La France ne rendra pas son plan énergie-climat 2030 à temps
En raison de l’actuelle situation politique en France, l’envoi à la Commission européenne du plan national énergie-climat (PNEC) français avant le 30 juin parait presque impossible.
En raison de l’actuelle situation politique en France, l’envoi à la Commission européenne du plan national énergie-climat (PNEC) français avant le 30 juin paraît presque impossible.
Depuis la dissolution de l’Assemblée nationale, qui a suivi la débâcle du camp présidentiel aux élections européennes, les sujets énergie et climat sont relégués, comme d’autres, au second plan.
Le gouvernement entre en période d’affaires courantes. Dès lors, l’envoi par la France du plan national énergie-climat (PNEC), récapitulant les objectifs français à atteindre avant 2030, est plus que compromis.

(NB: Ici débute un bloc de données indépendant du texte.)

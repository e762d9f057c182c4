use serde::Deserialize;

/// Resolved offset/limit pair handed to the database layer.
#[derive(Debug, Clone, Copy, PartialEq, Eq)]
pub struct Page {
    pub offset: u32,
    pub limit: u32,
}

impl Page {
    /// A missing or zero limit falls back to `default`; anything above `max` is clamped.
    pub fn resolve(offset: Option<u32>, limit: Option<u32>, default: u32, max: u32) -> Self {
        let limit = match limit {
            Some(0) | None => default,
            Some(n) => n.min(max),
        };
        Self {
            offset: offset.unwrap_or(0),
            limit,
        }
    }
}

#[derive(Debug, Default, Deserialize)]
pub struct PageQuery {
    pub offset: Option<u32>,
    pub limit: Option<u32>,
}

impl PageQuery {
    pub fn page(&self, default: u32, max: u32) -> Page {
        Page::resolve(self.offset, self.limit, default, max)
    }
}

/// `GET /followers/{id}` and `GET /following/{id}`.
#[derive(Debug, Default, Deserialize)]
pub struct FollowQuery {
    pub offset: Option<u32>,
    pub limit: Option<u32>,
    /// Only return users whose online flag equals this value.
    pub online: Option<bool>,
}

impl FollowQuery {
    pub const DEFAULT_LIMIT: u32 = 50;
    pub const MAX_LIMIT: u32 = 200;

    pub fn page(&self) -> Page {
        Page::resolve(self.offset, self.limit, Self::DEFAULT_LIMIT, Self::MAX_LIMIT)
    }
}

/// `GET /post/all`.
#[derive(Debug, Default, Deserialize)]
#[serde(rename_all = "camelCase")]
pub struct PostQuery {
    pub offset: Option<u32>,
    pub limit: Option<u32>,
    pub user_id: Option<i64>,
    #[serde(default)]
    pub only_following: bool,
}

impl PostQuery {
    pub const DEFAULT_LIMIT: u32 = 20;
    pub const MAX_LIMIT: u32 = 50;

    pub fn page(&self) -> Page {
        Page::resolve(self.offset, self.limit, Self::DEFAULT_LIMIT, Self::MAX_LIMIT)
    }
}
//! Random single-course moves shared by the GA and ILS.

use crate::model::{CourseId, Schedule, SlotId};
use rand::Rng;

/// Reassigns one uniformly chosen course to one uniformly chosen slot.
///
/// No-op when there are no courses or no slots.
pub fn reassign_random<R: Rng>(schedule: &mut Schedule, slot_count: usize, rng: &mut R) {
    if schedule.is_empty() || slot_count == 0 {
        return;
    }
    let course = rng.random_range(0..schedule.len());
    let slot = rng.random_range(0..slot_count);
    schedule.assign(CourseId(course), SlotId(slot));
}
//! GA configuration.
//!
//! [`GaConfig`] holds all parameters that control the evolutionary loop.

use crate::error::{Error, Result};
use crate::eval::PenaltyWeights;

/// Configuration for the Genetic Algorithm.
///
/// Controls population size, elite fraction, operator rates, the
/// generation budget, penalty weights and parallel evaluation.
///
/// # Defaults
///
/// ```
/// use exam_metaheur::ga::GaConfig;
///
/// let config = GaConfig::default();
/// assert_eq!(config.population_size, 100);
/// assert_eq!(config.max_generations, 50);
/// assert_eq!(config.elite_count(), 20);
/// ```
///
/// # Builder Pattern
///
/// ```
/// use exam_metaheur::ga::GaConfig;
///
/// let config = GaConfig::default()
///     .with_population_size(40)
///     .with_max_generations(10)
///     .with_mutation_rate(0.3)
///     .with_seed(7);
/// assert!(config.validate().is_ok());
/// ```
#[derive(Debug, Clone)]
#[cfg_attr(feature = "serde", derive(serde::Serialize, serde::Deserialize))]
pub struct GaConfig {
    /// Number of schedules in the population.
    pub population_size: usize,

    /// Number of selection → crossover → mutation rounds.
    pub max_generations: usize,

    /// Fraction of the population kept as elites (0.0–1.0).
    ///
    /// Elites are the best `floor(population_size × elite_ratio)`
    /// schedules; they are the only parents and pass to the next
    /// generation unchanged.
    pub elite_ratio: f64,

    /// Probability that a sampled parent pair yields an offspring (0.0–1.0].
    ///
    /// When the draw fails no offspring is produced and a new pair is
    /// sampled.
    pub crossover_rate: f64,

    /// Probability of mutating an offspring, and, within a mutation, of
    /// reassigning each selected course (0.0–1.0).
    pub mutation_rate: f64,

    /// Penalty weights used to rank schedules.
    pub penalties: PenaltyWeights,

    /// Whether to evaluate offspring in parallel using rayon.
    ///
    /// Has no effect without the `parallel` feature. Results are identical
    /// either way.
    pub parallel: bool,

    /// Random seed for reproducibility.
    ///
    /// `None` uses a random seed.
    pub seed: Option<u64>,
}

impl Default for GaConfig {
    fn default() -> Self {
        Self {
            population_size: 100,
            max_generations: 50,
            elite_ratio: 0.2,
            crossover_rate: 0.8,
            mutation_rate: 0.2,
            penalties: PenaltyWeights::default(),
            parallel: true,
            seed: None,
        }
    }
}

impl GaConfig {
    /// Sets the population size.
    pub fn with_population_size(mut self, n: usize) -> Self {
        self.population_size = n;
        self
    }

    /// Sets the number of generations.
    pub fn with_max_generations(mut self, n: usize) -> Self {
        self.max_generations = n;
        self
    }

    /// Sets the elite ratio.
    pub fn with_elite_ratio(mut self, ratio: f64) -> Self {
        self.elite_ratio = ratio.clamp(0.0, 1.0);
        self
    }

    /// Sets the crossover rate.
    pub fn with_crossover_rate(mut self, rate: f64) -> Self {
        self.crossover_rate = rate.clamp(0.0, 1.0);
        self
    }

    /// Sets the mutation rate.
    pub fn with_mutation_rate(mut self, rate: f64) -> Self {
        self.mutation_rate = rate.clamp(0.0, 1.0);
        self
    }

    /// Sets the penalty weights.
    pub fn with_penalties(mut self, penalties: PenaltyWeights) -> Self {
        self.penalties = penalties;
        self
    }

    /// Enables or disables parallel evaluation.
    pub fn with_parallel(mut self, parallel: bool) -> Self {
        self.parallel = parallel;
        self
    }

    /// Sets the random seed for reproducibility.
    pub fn with_seed(mut self, seed: u64) -> Self {
        self.seed = Some(seed);
        self
    }

    /// Number of elites kept each generation.
    pub fn elite_count(&self) -> usize {
        (self.population_size as f64 * self.elite_ratio) as usize
    }

    /// Validates the configuration.
    ///
    /// Returns `Err` with a description if any parameter is invalid.
    pub fn validate(&self) -> Result<()> {
        if self.population_size == 0 {
            return Err(Error::InvalidConfig(
                "population_size must be at least 1".into(),
            ));
        }
        if !(0.0..=1.0).contains(&self.elite_ratio) {
            return Err(Error::InvalidConfig("elite_ratio must be in [0, 1]".into()));
        }
        if self.elite_count() == 0 {
            return Err(Error::InvalidConfig(
                "elite_ratio too low: no elites to breed from".into(),
            ));
        }
        let rate = self.crossover_rate;
        if rate.is_nan() || rate <= 0.0 || rate > 1.0 {
            return Err(Error::InvalidConfig(
                "crossover_rate must be in (0, 1]".into(),
            ));
        }
        if !(0.0..=1.0).contains(&self.mutation_rate) {
            return Err(Error::InvalidConfig(
                "mutation_rate must be in [0, 1]".into(),
            ));
        }
        self.penalties.validate()
    }
}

« J’ai reçu des messages de conseillers ministériels qui affirment avoir maintenu des réunions. Néanmoins, il sera très difficile de rendre le PNEC avant le 30 juin », date à laquelle la Commission européenne exige le rendu des 27 PNEC, confie à Euractiv Nicolas Goldberg, responsable du pôle énergie du think tank progressiste TerraNova.
« La situation politique et l’incertitude qu’elle crée pourraient retarder la communication », explique de son côté, Brice Lalonde, ancien ministre de l’Environnement et président du think tank Équilibre des énergies.
Conflit depuis des mois
Sur le PNEC, la France est en conflit larvé avec la Commission européenne depuis plusieurs mois. En novembre 2023, la première version du PNEC ne répondait pas aux exigences des traités européens en matière d’inscription d’objectifs « énergies renouvelables ». La Commission européenne s’en était fait l’écho, ce à quoi l’exécutif français avait opposé un objectif « bas carbone ».

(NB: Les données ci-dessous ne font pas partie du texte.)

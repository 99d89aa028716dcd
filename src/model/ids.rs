//! Dense index types for the entities of an [`ExamProblem`](super::ExamProblem).
//!
//! Ids are handed out by the problem builder in insertion order and are
//! valid only for the problem that created them.

macro_rules! dense_id {
    ($(#[$meta:meta])* $name:ident) => {
        $(#[$meta])*
        #[derive(Debug, Clone, Copy, PartialEq, Eq, PartialOrd, Ord, Hash)]
        #[cfg_attr(feature = "serde", derive(serde::Serialize, serde::Deserialize))]
        pub struct $name(pub usize);

        impl $name {
            /// Returns the position of this entity in its problem.
            #[inline]
            pub fn index(self) -> usize {
                self.0
            }
        }

        impl From<usize> for $name {
            #[inline]
            fn from(index: usize) -> Self {
                Self(index)
            }
        }

        impl std::fmt::Display for $name {
            fn fmt(&self, f: &mut std::fmt::Formatter<'_>) -> std::fmt::Result {
                write!(f, "{}", self.0)
            }
        }
    };
}

dense_id!(
    /// Index of a [`Course`](super::Course).
    CourseId
);
dense_id!(
    /// Index of an [`ExamSlot`](super::ExamSlot).
    SlotId
);
dense_id!(
    /// Index of a [`StudentGroup`](super::StudentGroup).
    GroupId
);
//! Domain model for exam timetabling.
//!
//! - [`ExamSlot`]: dated time window with a seating capacity
//! - [`Course`]: exam to place, with its enrolled [`StudentGroup`]s
//! - [`ExamProblem`]: the immutable model shared by all search strategies
//! - [`Schedule`]: dense course → slot assignment, one entry per course

mod course;
mod ids;
mod problem;
mod schedule;
mod slot;
mod time;

pub use course::{Course, StudentGroup};
pub use ids::{CourseId, GroupId, SlotId};
pub use problem::{ExamProblem, ExamProblemBuilder, ScheduleDisplay};
pub use schedule::Schedule;
pub use slot::ExamSlot;
pub use time::{parse_duration, parse_time};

Et pendant que l’exécutif discute à Bruxelles, la situation s’est dégradée à Paris. Faute de majorité à l’Assemblée nationale, le gouvernement n’ose plus proposer de textes programmatiques en matière d’énergie et de climat avant l’envoi du PNEC à Bruxelles.

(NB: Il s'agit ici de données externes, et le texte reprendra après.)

//! End-to-end checks of the scheduling properties through the public API.

use chrono::NaiveDate;
use exam_metaheur::construct::GreedyBuilder;
use exam_metaheur::eval::{Evaluator, PenaltyWeights};
use exam_metaheur::ga::{GaConfig, GaRunner};
use exam_metaheur::ils::{IlsConfig, IlsRunner};
use exam_metaheur::model::{parse_duration, CourseId, ExamProblem, ExamSlot, Schedule, SlotId};

const HARD: i64 = 100_000;
const LIGHT: i64 = 100;

fn init_tracing() {
    let _ = tracing_subscriber::fmt()
        .with_env_filter(tracing_subscriber::EnvFilter::from_default_env())
        .with_test_writer()
        .try_init();
}

fn date(d: u32) -> NaiveDate {
    NaiveDate::from_ymd_opt(2024, 1, d).unwrap()
}

/// Two together courses A and B, each with its own slot.
fn pair(a: (u32, &str, &str), b: (u32, &str, &str)) -> (ExamProblem, Schedule) {
    let mut builder = ExamProblem::builder();
    let ca = builder.add_course("A");
    let cb = builder.add_course("B");
    let sa = builder.add_slot(ExamSlot::new(date(a.0), a.1, a.2, 200).unwrap());
    let sb = builder.add_slot(ExamSlot::new(date(b.0), b.1, b.2, 200).unwrap());
    let g = builder.add_group("Cohort", 50);
    builder.enroll(g, ca).unwrap();
    builder.enroll(g, cb).unwrap();
    let problem = builder.build();

    let mut s = Schedule::unassigned(2);
    s.assign(ca, sa);
    s.assign(cb, sb);
    (problem, s)
}

/// A mid-sized timetable with several overlapping cohorts.
fn faculty() -> ExamProblem {
    let mut b = ExamProblem::builder();
    let names = [
        "Analysis I", "Linear Algebra", "Programming", "Physics", "Chemistry",
        "Statistics", "Databases", "Networks", "Compilers", "Ethics",
    ];
    let courses: Vec<_> = names.iter().map(|n| b.add_course(*n)).collect();
    let cohorts: [(&str, u32, &[usize]); 5] = [
        ("CS-1", 60, &[0, 1, 2, 9]),
        ("CS-2", 45, &[5, 6, 7, 8]),
        ("PHY-1", 30, &[0, 1, 3, 4]),
        ("CHEM-1", 25, &[3, 4, 5]),
        ("DS-1", 40, &[2, 5, 6]),
    ];
    for (name, size, taken) in cohorts {
        let g = b.add_group(name, size);
        for &c in taken {
            b.enroll(g, courses[c]).unwrap();
        }
    }
    for d in [8, 9, 10, 11, 12, 15, 16] {
        b.add_slot(ExamSlot::new(date(d), "09:00", "2h", 150).unwrap());
        b.add_slot(ExamSlot::new(date(d), "13:00", "2h 30m", 80).unwrap());
    }
    b.build()
}

#[test]
fn evaluator_is_pure() {
    let problem = faculty();
    let schedule = GreedyBuilder::new(&problem).build();
    let copy = schedule.clone();
    let eval = Evaluator::new(&problem, PenaltyWeights::default());
    assert_eq!(eval.evaluate(&schedule), eval.evaluate(&schedule));
    assert_eq!(schedule, copy);
}

#[test]
fn capacity_violation_costs_at_least_one_hard_penalty() {
    let mut b = ExamProblem::builder();
    let c = b.add_course("Big Lecture");
    let s = b.add_slot(ExamSlot::new(date(10), "09:00", "2h", 100).unwrap());
    let g = b.add_group("Everyone", 120);
    b.enroll(g, c).unwrap();
    let problem = b.build();

    let mut schedule = Schedule::unassigned(1);
    schedule.assign(c, s);
    let eval = Evaluator::new(&problem, PenaltyWeights::default());
    assert!(eval.evaluate(&schedule) >= HARD);
}

#[test]
fn overlap_is_counted_from_both_sides() {
    let (problem, s) = pair((10, "09:00", "2h"), (10, "10:00", "1h"));
    let eval = Evaluator::new(&problem, PenaltyWeights::default());
    assert_eq!(eval.evaluate(&s), 2 * HARD);
}

#[test]
fn same_day_without_overlap() {
    let (problem, s) = pair((10, "09:00", "1h"), (10, "11:00", "1h"));
    let eval = Evaluator::new(&problem, PenaltyWeights::default());
    assert_eq!(eval.evaluate(&s), 4 * LIGHT);
}

#[test]
fn consecutive_days() {
    let (problem, s) = pair((10, "09:00", "1h"), (11, "15:00", "1h"));
    let eval = Evaluator::new(&problem, PenaltyWeights::default());
    assert_eq!(eval.evaluate(&s), 2 * LIGHT);
}

#[test]
fn zero_conflict_floor() {
    let (problem, s) = pair((10, "09:00", "1h"), (14, "09:00", "1h"));
    let eval = Evaluator::new(&problem, PenaltyWeights::default());
    assert_eq!(eval.evaluate(&s), 0);
}

#[test]
fn duration_parsing() {
    assert_eq!(parse_duration("2h 30m").unwrap(), 150);
    assert_eq!(parse_duration("1h").unwrap(), 60);
    assert_eq!(parse_duration("45m").unwrap(), 45);
}

#[test]
fn builder_is_deterministic() {
    let problem = faculty();
    let first = GreedyBuilder::new(&problem).build();
    let second = GreedyBuilder::new(&problem).build();
    assert_eq!(first, second);
}

#[test]
fn ga_best_never_regresses() {
    init_tracing();
    let problem = faculty();
    let config = GaConfig::default().with_max_generations(30).with_seed(11);
    let result = GaRunner::new(&problem, config).unwrap().run();

    assert_eq!(result.fitness_history.len(), 31);
    for w in result.fitness_history.windows(2) {
        assert!(w[1] <= w[0], "generation best regressed: {} -> {}", w[0], w[1]);
    }
}

#[test]
fn ils_incumbent_never_regresses() {
    init_tracing();
    let problem = faculty();
    let result = IlsRunner::new(&problem, IlsConfig::default().with_seed(11))
        .unwrap()
        .run();

    assert_eq!(result.fitness_history.len(), 51);
    for w in result.fitness_history.windows(2) {
        assert!(w[1] <= w[0], "incumbent regressed: {} -> {}", w[0], w[1]);
    }
    assert!(result.best_fitness <= result.seed_fitness);
}

#[test]
fn optimizers_never_do_worse_than_seed_best() {
    let problem = faculty();
    let eval = Evaluator::new(&problem, PenaltyWeights::default());
    let seed = GreedyBuilder::new(&problem).build();
    let seed_fitness = eval.evaluate(&seed);

    let ils = IlsRunner::new(&problem, IlsConfig::default().with_seed(3))
        .unwrap()
        .run();
    assert!(ils.best_fitness <= seed_fitness);

    let ga = GaRunner::new(&problem, GaConfig::default().with_seed(3))
        .unwrap()
        .run();
    assert_eq!(ga.seed_fitness, seed_fitness);
    assert_eq!(eval.evaluate(&ga.best), ga.best_fitness);
}

#[test]
fn render_lists_every_course() {
    let problem = faculty();
    let mut schedule = GreedyBuilder::new(&problem).build();
    schedule.unassign(CourseId(0));
    schedule.assign(CourseId(1), SlotId(0));

    let text = problem.render(&schedule).to_string();
    let lines: Vec<_> = text.lines().collect();
    assert_eq!(lines[0], "Exam Schedule:");
    assert_eq!(lines.len(), problem.course_count() + 1);
    assert_eq!(lines[1], "Analysis I - No valid exam");
    assert_eq!(lines[2], "Linear Algebra - 2024-01-08, 09:00, 2h");
}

Sauf que le PNEC « devait être la traduction des projets de programmation pluriannuelle de l’énergie (PPE) et de stratégie nationale bas carbone (SNBC) qui devaient être mis en consultation dans les jours qui viennent, ce qui semble improbable dorénavant », veut croire Jules Nyssen, président du Syndicat des énergies renouvelables (SER), auprès d’Euractiv.
En d’autres termes, « même sans dissolution, le PNEC n’aurait vraisemblablement pas été rendu à temps », déclare ainsi à Euractiv Phuc-Vinh Nguyen, chercheur en politique énergétique européenne à l’Institut Jacques Delors.
Bien qu’en théorie la France peut rendre un PNEC sans passer par une loi programmatique nationale, « cela aurait pu irriter l’Assemblée nationale » dans la mesure où « le PNEC est quand même une version finale de la stratégie énergétique et climatique française, avec des hypothèses dimensionnante », poursuit le chercheur.
À la recherche du consensus perdu
Nicolas Goldberg regrette amèrement cette situation. Selon lui, « cela fait plus d’un an que tout est prêt. Il ne manquait que le moment politique ». Le gouvernement avait proposé en mars une consultation des acteurs du secteur sur les objectifs à établir.
Une manœuvre qui aurait permis au gouvernement de faire montre d’esprit de consensus, tout en envoyant un PNEC, quitte à ce que les objectifs qui y soient inscrits ne soient pas consensuels, estime Jules Nyssen.
La situation est désormais bien différente et le PNEC ne devrait pas arriver dans les temps.
En théorie, la France peut faire l’objet de poursuites. Mais la situation est telle que « la Commission européenne ne devrait pas forcer la France à envoyer un plan basé sur rien de consensuel », s’essaye Phuc-Vinh Nguyen.
Pour le moment, la Commission européenne ne souhaite pas commenter l’impact de la situation politique en France sur les affaires qui lient Paris à l’exécutif européen, a répondu son porte-parole à Euractiv.